### Record excerpts:

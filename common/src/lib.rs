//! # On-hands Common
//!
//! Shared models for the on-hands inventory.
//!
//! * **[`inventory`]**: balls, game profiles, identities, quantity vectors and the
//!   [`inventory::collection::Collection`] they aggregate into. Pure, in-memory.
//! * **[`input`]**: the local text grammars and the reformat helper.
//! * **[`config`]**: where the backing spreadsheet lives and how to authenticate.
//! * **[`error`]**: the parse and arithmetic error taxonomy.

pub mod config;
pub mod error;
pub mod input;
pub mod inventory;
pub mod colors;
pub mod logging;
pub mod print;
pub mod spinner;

### Brief:
Each entry above should be restated exactly as supplied.

### Solution:
filename common/src/lib.rs
//! # On-hands Common
//!
//! Shared models for the on-hands inventory.
//!
//! * **[`inventory`]**: balls, game profiles, identities, quantity vectors and the
//!   [`inventory::collection::Collection`] they aggregate into. Pure, in-memory.
//! * **[`input`]**: the local text grammars and the reformat helper.
//! * **[`config`]**: where the backing spreadsheet lives and how to authenticate.
//! * **[`error`]**: the parse and arithmetic error taxonomy.

pub mod config;
pub mod error;
pub mod input;
pub mod inventory;
pub mod colors;
pub mod logging;
pub mod print;
pub mod spinner;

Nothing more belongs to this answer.